In other words, the seismic design of Hanok, which mainly depends on the shear wall, can adequately resist medium-sized earthquakes, but it is difficult to ensure safety in large-scale earthquakes of 7.0 or more.

On the other hand, seismic isolation devices commonly used to secure the seismic performance of buildings include laminated rubber bearings, lead rod rubber bearings, sliding isolating bearings, and friction isolation bearings. The seismic isolation design aims to prevent damage to not only structures but also important components inside the building during a strong earthquake, and it is more expensive than other seismic designs, but can secure high performance. Therefore, it is mainly applied to structures with high conservation values, such as cultural property buildings or museums.

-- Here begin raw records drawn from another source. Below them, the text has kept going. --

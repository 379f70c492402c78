use corral_layers::{assemble, DirectorySource, ImageRef, Layer, LayerError, LayerSource};
use std::fs;
use std::io::Write;
use std::path::Path;

fn header(kind: tar::EntryType, mode: u32, size: usize) -> tar::Header {
    let mut h = tar::Header::new_gnu();
    h.set_entry_type(kind);
    h.set_mode(mode);
    h.set_size(size as u64);
    h.set_mtime(0);
    h
}

fn tar_of(files: &[(&str, &str)]) -> Vec<u8> {
    let mut ar = tar::Builder::new(Vec::new());
    for (path, content) in files {
        let mut h = header(tar::EntryType::Regular, 0o644, content.len());
        ar.append_data(&mut h, path, content.as_bytes()).unwrap();
    }
    ar.into_inner().unwrap()
}

fn gzip(data: &[u8]) -> Vec<u8> {
    let mut enc = flate2::write::GzEncoder::new(Vec::new(), flate2::Compression::default());
    enc.write_all(data).unwrap();
    enc.finish().unwrap()
}

fn tree(root: &Path) -> Vec<String> {
    let mut out = Vec::new();
    collect(root, root, &mut out);
    out.sort();
    out
}

fn collect(root: &Path, dir: &Path, out: &mut Vec<String>) {
    for entry in fs::read_dir(dir).unwrap() {
        let path = entry.unwrap().path();
        let rel = path.strip_prefix(root).unwrap().display().to_string();
        if path.symlink_metadata().unwrap().is_dir() {
            out.push(format!("{rel}/"));
            collect(root, &path, out);
        } else {
            out.push(format!("{rel}={}", fs::read_to_string(&path).unwrap_or_default()));
        }
    }
}

#[test]
fn whiteout_then_new_file_in_later_layer() {
    let dir = tempfile::tempdir().unwrap();
    let a = Layer::from_bytes(0, tar_of(&[("etc/hostname", "a")]));
    let b = Layer::from_bytes(1, tar_of(&[("etc/.wh.hostname", ""), ("etc/motd", "b")]));

    assemble([a, b], dir.path()).unwrap();

    assert!(!dir.path().join("etc/hostname").exists());
    assert_eq!(fs::read_to_string(dir.path().join("etc/motd")).unwrap(), "b");
    assert!(!dir.path().join("etc/.wh.hostname").exists());
}

#[test]
fn swapping_conflicting_layers_changes_result() {
    let creates = || tar_of(&[("data/file", "v1")]);
    let deletes = || tar_of(&[("data/.wh.file", "")]);

    let forward = tempfile::tempdir().unwrap();
    assemble(
        [Layer::from_bytes(0, creates()), Layer::from_bytes(1, deletes())],
        forward.path(),
    )
    .unwrap();

    let reversed = tempfile::tempdir().unwrap();
    assemble(
        [Layer::from_bytes(0, deletes()), Layer::from_bytes(1, creates())],
        reversed.path(),
    )
    .unwrap();

    assert!(!forward.path().join("data/file").exists());
    assert_eq!(fs::read_to_string(reversed.path().join("data/file")).unwrap(), "v1");
    assert_ne!(tree(forward.path()), tree(reversed.path()));
}

#[test]
fn replaying_same_sequence_from_empty_is_deterministic() {
    let layers = || {
        vec![
            Layer::from_bytes(0, tar_of(&[("a/x", "1"), ("a/y", "2"), ("b", "3")])),
            Layer::from_bytes(1, gzip(&tar_of(&[("a/.wh.x", ""), ("b", "4")]))),
            Layer::from_bytes(2, tar_of(&[("c/d", "5")])),
        ]
    };

    let first = tempfile::tempdir().unwrap();
    let second = tempfile::tempdir().unwrap();
    assemble(layers(), first.path()).unwrap();
    assemble(layers(), second.path()).unwrap();

    assert_eq!(tree(first.path()), tree(second.path()));
    assert_eq!(
        tree(first.path()),
        vec!["a/", "a/y=2", "b=4", "c/", "c/d=5"]
    );
}

#[test]
fn repeated_whiteout_for_same_path_is_harmless() {
    let dir = tempfile::tempdir().unwrap();
    let a = Layer::from_bytes(0, tar_of(&[("tmp/junk", "j")]));
    let b = Layer::from_bytes(1, tar_of(&[("tmp/.wh.junk", "")]));
    let c = Layer::from_bytes(2, tar_of(&[("tmp/.wh.junk", "")]));

    let report = assemble([a, b, c], dir.path()).unwrap();
    assert_eq!(report.whiteouts, 2);
    assert!(!dir.path().join("tmp/junk").exists());
}

#[test]
fn unsafe_entry_aborts_with_filesystem_error() {
    let mut h = header(tar::EntryType::Regular, 0o644, 1);
    let name = b"../../outside";
    h.as_gnu_mut().unwrap().name[..name.len()].copy_from_slice(name);
    h.set_cksum();
    let mut ar = tar::Builder::new(Vec::new());
    ar.append(&h, &b"x"[..]).unwrap();
    let data = ar.into_inner().unwrap();

    let dir = tempfile::tempdir().unwrap();
    let root = dir.path().join("rootfs");
    let err = assemble([Layer::from_bytes(0, data)], &root).unwrap_err();

    assert!(matches!(err, LayerError::UnsafePath { .. }));
    assert!(!dir.path().join("outside").exists());
}

#[test]
fn directory_source_feeds_assembler() {
    let images = tempfile::tempdir().unwrap();
    let image_dir = images.path().join("busybox").join("latest");
    fs::create_dir_all(&image_dir).unwrap();
    fs::write(
        image_dir.join("manifest.json"),
        r#"{"config":"config.json","layers":["base.tar.gz","app.tar"]}"#,
    )
    .unwrap();
    fs::write(image_dir.join("config.json"), r#"{"Cmd":["sh"]}"#).unwrap();
    fs::write(
        image_dir.join("base.tar.gz"),
        gzip(&tar_of(&[("bin/sh", "shell"), ("etc/issue", "old")])),
    )
    .unwrap();
    fs::write(
        image_dir.join("app.tar"),
        tar_of(&[("etc/.wh.issue", ""), ("srv/app", "app")]),
    )
    .unwrap();

    let source = DirectorySource::new(images.path());
    let fetched = source
        .fetch_layers(&ImageRef::parse("busybox").unwrap())
        .unwrap();
    assert_eq!(fetched.config, br#"{"Cmd":["sh"]}"#);

    let rootfs = tempfile::tempdir().unwrap();
    let report = assemble(fetched.layers, rootfs.path()).unwrap();

    assert_eq!(report.layers, 2);
    assert_eq!(
        tree(rootfs.path()),
        vec!["bin/", "bin/sh=shell", "etc/", "srv/", "srv/app=app"]
    );
}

This seismic isolation design must apply the concept of the seismic isolation layer for energy absorption at a pre-planned location, so a comprehensive understanding of the structure must be preceded. However, studies on seismic design and seismic isolation devices for reinforced concrete structures or steel structures have been conducted, but it is difficult to find studies on seismic design and seismic isolation devices suitable for the characteristics of hanok.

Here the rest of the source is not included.